*About this exercise:*
From the first line to the last, write out the material verbatim.
BEGIN Provided data
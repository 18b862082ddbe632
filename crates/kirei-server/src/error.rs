//! Unified error handling for the API

use axum::{
    extract::rejection::JsonRejection,
    http::StatusCode,
    response::{IntoResponse, Response},
    Json,
};
use serde::Serialize;

/// API error response body
#[derive(Debug, Serialize)]
pub struct ApiError {
    pub error: String,
    pub code: String,
}

/// Application error types
#[derive(Debug)]
pub enum AppError {
    BadRequest(String),
    Internal(String),
}

impl AppError {
    fn parts(self) -> (StatusCode, &'static str, String) {
        match self {
            AppError::BadRequest(msg) => (StatusCode::BAD_REQUEST, "BAD_REQUEST", msg),
            AppError::Internal(msg) => (StatusCode::INTERNAL_SERVER_ERROR, "INTERNAL_ERROR", msg),
        }
    }
}

impl IntoResponse for AppError {
    fn into_response(self) -> Response {
        let (status, code, message) = self.parts();

        (
            status,
            Json(ApiError {
                error: message,
                code: code.to_string(),
            }),
        )
            .into_response()
    }
}

impl From<anyhow::Error> for AppError {
    fn from(err: anyhow::Error) -> Self {
        // Full chain goes to the log, the top-level message to the client
        tracing::error!("Internal error: {:?}", err);
        AppError::Internal(err.to_string())
    }
}

impl From<JsonRejection> for AppError {
    fn from(rejection: JsonRejection) -> Self {
        AppError::BadRequest(rejection.body_text())
    }
}
//! Kirei Server
//!
//! Retrieval-augmented chat API with streamed agent events.

use std::path::PathBuf;

use clap::{Parser, Subcommand};

use kirei_core::KireiConfig;
use kirei_server::{ingest, start_server, Services};

#[derive(Parser)]
#[command(name = "kirei-server")]
#[command(about = "Retrieval-augmented chat API server", long_about = None)]
#[command(version)]
struct Cli {
    #[command(subcommand)]
    command: Option<Commands>,
}

#[derive(Subcommand)]
enum Commands {
    /// Serve the chat API (default)
    Serve {
        /// Port to listen on (overrides PORT)
        #[arg(short, long)]
        port: Option<u16>,
    },
    /// Load passages from a JSON Lines file into the knowledge collection
    Ingest {
        /// File of `{"content": ..., "metadata": {...}}` lines
        file: PathBuf,
    },
}

#[tokio::main]
async fn main() -> anyhow::Result<()> {
    tracing_subscriber::fmt()
        .with_env_filter(
            tracing_subscriber::EnvFilter::from_default_env()
                .add_directive(tracing::Level::INFO.into()),
        )
        .init();

    let cli = Cli::parse();
    let mut config = KireiConfig::from_env()?;

    match cli.command.unwrap_or(Commands::Serve { port: None }) {
        Commands::Serve { port } => {
            if let Some(port) = port {
                config.port = port;
            }
            start_server(config).await
        }
        Commands::Ingest { file } => {
            let services = Services::from_config(&config).await;
            let inserted = ingest::ingest_file(
                services.store.as_ref(),
                services.embedder.as_ref(),
                &config.collection,
                &file,
            )
            .await?;
            println!("Inserted {} passages into {}", inserted, config.collection);
            Ok(())
        }
    }
}
//! Tools the agent can call
//!
//! Provides the tool registry; concrete tools live next to the capability
//! they expose (see [`crate::retrieval::KnowledgeSearchTool`]).

pub mod registry;

pub use registry::{
    parse_params, Tool, ToolContext, ToolDefinition, ToolError, ToolRegistry, ToolResult,
};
END Provided data
*The completed task:*
repository 18b862082ddbe632
filename crates/kirei-server/src/error.rs
//! Unified error handling for the API

use axum::{
    extract::rejection::JsonRejection,
    http::StatusCode,
    response::{IntoResponse, Response},
    Json,
};
use serde::Serialize;

/// API error response body
#[derive(Debug, Serialize)]
pub struct ApiError {
    pub error: String,
    pub code: String,
}

/// Application error types
#[derive(Debug)]
pub enum AppError {
    BadRequest(String),
    Internal(String),
}

impl AppError {
    fn parts(self) -> (StatusCode, &'static str, String) {
        match self {
            AppError::BadRequest(msg) => (StatusCode::BAD_REQUEST, "BAD_REQUEST", msg),
            AppError::Internal(msg) => (StatusCode::INTERNAL_SERVER_ERROR, "INTERNAL_ERROR", msg),
        }
    }
}

impl IntoResponse for AppError {
    fn into_response(self) -> Response {
        let (status, code, message) = self.parts();

        (
            status,
            Json(ApiError {
                error: message,
                code: code.to_string(),
            }),
        )
            .into_response()
    }
}

impl From<anyhow::Error> for AppError {
    fn from(err: anyhow::Error) -> Self {
        // Full chain goes to the log, the top-level message to the client
        tracing::error!("Internal error: {:?}", err);
        AppError::Internal(err.to_string())
    }
}

impl From<JsonRejection> for AppError {
    fn from(rejection: JsonRejection) -> Self {
        AppError::BadRequest(rejection.body_text())
    }
}
//! Kirei Server
//!
//! Retrieval-augmented chat API with streamed agent events.

use std::path::PathBuf;

use clap::{Parser, Subcommand};

use kirei_core::KireiConfig;
use kirei_server::{ingest, start_server, Services};

#[derive(Parser)]
#[command(name = "kirei-server")]
#[command(about = "Retrieval-augmented chat API server", long_about = None)]
#[command(version)]
struct Cli {
    #[command(subcommand)]
    command: Option<Commands>,
}

#[derive(Subcommand)]
enum Commands {
    /// Serve the chat API (default)
    Serve {
        /// Port to listen on (overrides PORT)
        #[arg(short, long)]
        port: Option<u16>,
    },
    /// Load passages from a JSON Lines file into the knowledge collection
    Ingest {
        /// File of `{"content": ..., "metadata": {...}}` lines
        file: PathBuf,
    },
}

#[tokio::main]
async fn main() -> anyhow::Result<()> {
    tracing_subscriber::fmt()
        .with_env_filter(
            tracing_subscriber::EnvFilter::from_default_env()
                .add_directive(tracing::Level::INFO.into()),
        )
        .init();

    let cli = Cli::parse();
    let mut config = KireiConfig::from_env()?;

    match cli.command.unwrap_or(Commands::Serve { port: None }) {
        Commands::Serve { port } => {
            if let Some(port) = port {
                config.port = port;
            }
            start_server(config).await
        }
        Commands::Ingest { file } => {
            let services = Services::from_config(&config).await;
            let inserted = ingest::ingest_file(
                services.store.as_ref(),
                services.embedder.as_ref(),
                &config.collection,
                &file,
            )
            .await?;
            println!("Inserted {} passages into {}", inserted, config.collection);
            Ok(())
        }
    }
}
//! Tools the agent can call
//!
//! Provides the tool registry; concrete tools live next to the capability
//! they expose (see [`crate::retrieval::KnowledgeSearchTool`]).

pub mod registry;

pub use registry::{
    parse_params, Tool, ToolContext, ToolDefinition, ToolError, ToolRegistry, ToolResult,
};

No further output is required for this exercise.